[Dataset entries]

[Start of Attachment]

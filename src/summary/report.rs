//! Serializable extraction summary.

use std::fs::File;
use std::io::{BufWriter, Write};
use std::path::{Path, PathBuf};

use chrono::{DateTime, Utc};
use serde::{Deserialize, Serialize};

use crate::constants::status;
use crate::error::{Error, Result};

/// Summary of one extraction run, written next to the audio output.
///
/// Timing statistics are only present for successful runs. Audio format
/// fields are present whenever at least one block was seen.
#[derive(Debug, Clone, PartialEq, Serialize, Deserialize)]
pub struct SummaryReport {
    /// Input container path or URI.
    pub input: String,
    /// Requested output path.
    pub output: PathBuf,
    /// Identifier of the extracted stream.
    #[serde(skip_serializing_if = "Option::is_none")]
    pub stream_id: Option<String>,
    /// Flavor of the extracted stream.
    #[serde(skip_serializing_if = "Option::is_none")]
    pub stream_flavor: Option<String>,
    /// Earliest image record timestamp in the container.
    #[serde(skip_serializing_if = "Option::is_none")]
    pub first_image_timestamp: Option<f64>,
    /// Latest image record timestamp in the container.
    #[serde(skip_serializing_if = "Option::is_none")]
    pub last_image_timestamp: Option<f64>,
    /// `"success"` or a description of the failure.
    pub status: String,
    /// When the extraction ran.
    pub extraction_date: DateTime<Utc>,
    /// Segment files produced, in creation order.
    #[serde(default, skip_serializing_if = "Vec::is_empty")]
    pub output_files: Vec<PathBuf>,
    /// Number of segment files produced.
    pub output_file_count: u32,
    /// Timestamp of the first audio record.
    #[serde(skip_serializing_if = "Option::is_none")]
    pub first_audio_record_timestamp: Option<f64>,
    /// Timestamp of the last audio record.
    #[serde(skip_serializing_if = "Option::is_none")]
    pub last_audio_record_timestamp: Option<f64>,
    /// Duration of the first audio record in seconds.
    #[serde(skip_serializing_if = "Option::is_none")]
    pub first_audio_record_duration: Option<f64>,
    /// Duration of the last audio record in seconds.
    #[serde(skip_serializing_if = "Option::is_none")]
    pub last_audio_record_duration: Option<f64>,
    /// Shortest record that is neither first nor last.
    #[serde(skip_serializing_if = "Option::is_none")]
    pub min_mid_audio_record_duration: Option<f64>,
    /// Longest record that is neither first nor last.
    #[serde(skip_serializing_if = "Option::is_none")]
    pub max_mid_audio_record_duration: Option<f64>,
    /// Smallest gap between the end of a record and the next record.
    #[serde(skip_serializing_if = "Option::is_none")]
    pub min_audio_record_gap: Option<f64>,
    /// Largest gap between the end of a record and the next record.
    #[serde(skip_serializing_if = "Option::is_none")]
    pub max_audio_record_gap: Option<f64>,
    /// Seconds of audio written.
    #[serde(skip_serializing_if = "Option::is_none")]
    pub total_audio_duration: Option<f64>,
    /// Skipped blocks plus format discontinuities.
    #[serde(skip_serializing_if = "Option::is_none")]
    pub audio_record_miss_count: Option<u32>,
    /// Evidence that record timestamps mark the first sample of a block
    /// (1.0) rather than the end of it (0.0).
    #[serde(skip_serializing_if = "Option::is_none")]
    pub first_sample_timestamp_ratio: Option<f64>,
    /// Channel count of the last block.
    #[serde(skip_serializing_if = "Option::is_none")]
    pub audio_channel_count: Option<u16>,
    /// Sample rate of the last block.
    #[serde(skip_serializing_if = "Option::is_none")]
    pub audio_sample_rate: Option<u32>,
    /// Bits per sample of the last block.
    #[serde(skip_serializing_if = "Option::is_none")]
    pub audio_bits_per_sample: Option<u16>,
    /// Sample format of the last block.
    #[serde(skip_serializing_if = "Option::is_none")]
    pub audio_sample_format: Option<String>,
    /// Description of the first block's layout.
    #[serde(skip_serializing_if = "Option::is_none")]
    pub first_audio_block_spec: Option<String>,
}

impl SummaryReport {
    /// Create a successful report with no statistics.
    #[must_use]
    pub fn new(input: impl Into<String>, output: impl Into<PathBuf>) -> Self {
        Self {
            input: input.into(),
            output: output.into(),
            stream_id: None,
            stream_flavor: None,
            first_image_timestamp: None,
            last_image_timestamp: None,
            status: status::SUCCESS.to_string(),
            extraction_date: Utc::now(),
            output_files: Vec::new(),
            output_file_count: 0,
            first_audio_record_timestamp: None,
            last_audio_record_timestamp: None,
            first_audio_record_duration: None,
            last_audio_record_duration: None,
            min_mid_audio_record_duration: None,
            max_mid_audio_record_duration: None,
            min_audio_record_gap: None,
            max_audio_record_gap: None,
            total_audio_duration: None,
            audio_record_miss_count: None,
            first_sample_timestamp_ratio: None,
            audio_channel_count: None,
            audio_sample_rate: None,
            audio_bits_per_sample: None,
            audio_sample_format: None,
            first_audio_block_spec: None,
        }
    }

    /// Create a report for a run that failed before any data was written.
    #[must_use]
    pub fn failed(
        input: impl Into<String>,
        output: impl Into<PathBuf>,
        status: impl Into<String>,
    ) -> Self {
        Self {
            status: status.into(),
            ..Self::new(input, output)
        }
    }

    /// Whether the extraction succeeded.
    #[must_use]
    pub fn is_success(&self) -> bool {
        self.status == status::SUCCESS
    }
}

/// Path of the summary file for an output path: `<output>.json`.
#[must_use]
pub fn summary_path(output: &Path) -> PathBuf {
    let mut path = output.as_os_str().to_owned();
    path.push(".");
    path.push(crate::constants::SUMMARY_EXTENSION);
    PathBuf::from(path)
}

/// Write the summary as pretty-printed JSON.
///
/// # Errors
///
/// Returns an error if the file cannot be created, serialization fails, or
/// the buffered bytes cannot be flushed to disk.
pub fn write_summary(path: &Path, report: &SummaryReport) -> Result<()> {
    let io_error = |source: std::io::Error| Error::SummaryIo {
        path: path.to_path_buf(),
        source,
    };

    let file = File::create(path).map_err(io_error)?;
    let mut writer = BufWriter::new(file);
    serde_json::to_writer_pretty(&mut writer, report).map_err(|e| Error::SummaryWrite {
        path: path.to_path_buf(),
        source: e,
    })?;
    writer.flush().map_err(io_error)
}

#[cfg(test)]
mod tests {
    use super::*;
    use tempfile::tempdir;

    #[test]
    fn test_summary_path_appends_extension() {
        assert_eq!(
            summary_path(Path::new("out/track.wav")),
            PathBuf::from("out/track.wav.json")
        );
    }

    #[test]
    fn test_failed_report_omits_statistics() {
        let report = SummaryReport::failed("in.mkv", "out.wav", status::NO_AUDIO_TRACK);
        assert!(!report.is_success());

        let json = serde_json::to_value(&report).expect("serialize");
        assert_eq!(json["status"], "No audio track found.");
        assert!(json.get("total_audio_duration").is_none());
        assert!(json.get("output_files").is_none());
        assert_eq!(json["output_file_count"], 0);
    }

    #[test]
    fn test_write_summary_roundtrip() {
        let dir = tempdir().expect("create temp dir");
        let path = dir.path().join("track.wav.json");

        let mut report = SummaryReport::new("in.mkv", dir.path().join("track.wav"));
        report.stream_id = Some("1".to_string());
        report.total_audio_duration = Some(0.3);
        write_summary(&path, &report).expect("write summary");

        let content = std::fs::read_to_string(&path).expect("read file");
        let parsed: SummaryReport = serde_json::from_str(&content).expect("parse JSON");
        assert_eq!(parsed, report);
        assert!(parsed.is_success());
    }

    #[test]
    fn test_write_summary_missing_folder() {
        let dir = tempdir().expect("create temp dir");
        let path = dir.path().join("missing").join("track.wav.json");

        let result = write_summary(&path, &SummaryReport::new("in.mkv", "track.wav"));
        match result {
            Err(Error::SummaryIo { path: reported, .. }) => assert_eq!(reported, path),
            other => panic!("expected SummaryIo, got {other:?}"),
        }
    }

    #[cfg(target_os = "linux")]
    #[test]
    fn test_write_summary_reports_full_disk() {
        // Writes to /dev/full succeed into the buffer and fail on flush.
        let result = write_summary(
            Path::new("/dev/full"),
            &SummaryReport::new("in.mkv", "track.wav"),
        );
        assert!(matches!(result, Err(Error::SummaryIo { .. })));
    }
}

[End of Attachment]

Only lines with the word "push" go in the answer. Take them all from the entries above.

- [ANSWER AREA]:
    path.push(".");
    path.push(crate::constants::SUMMARY_EXTENSION);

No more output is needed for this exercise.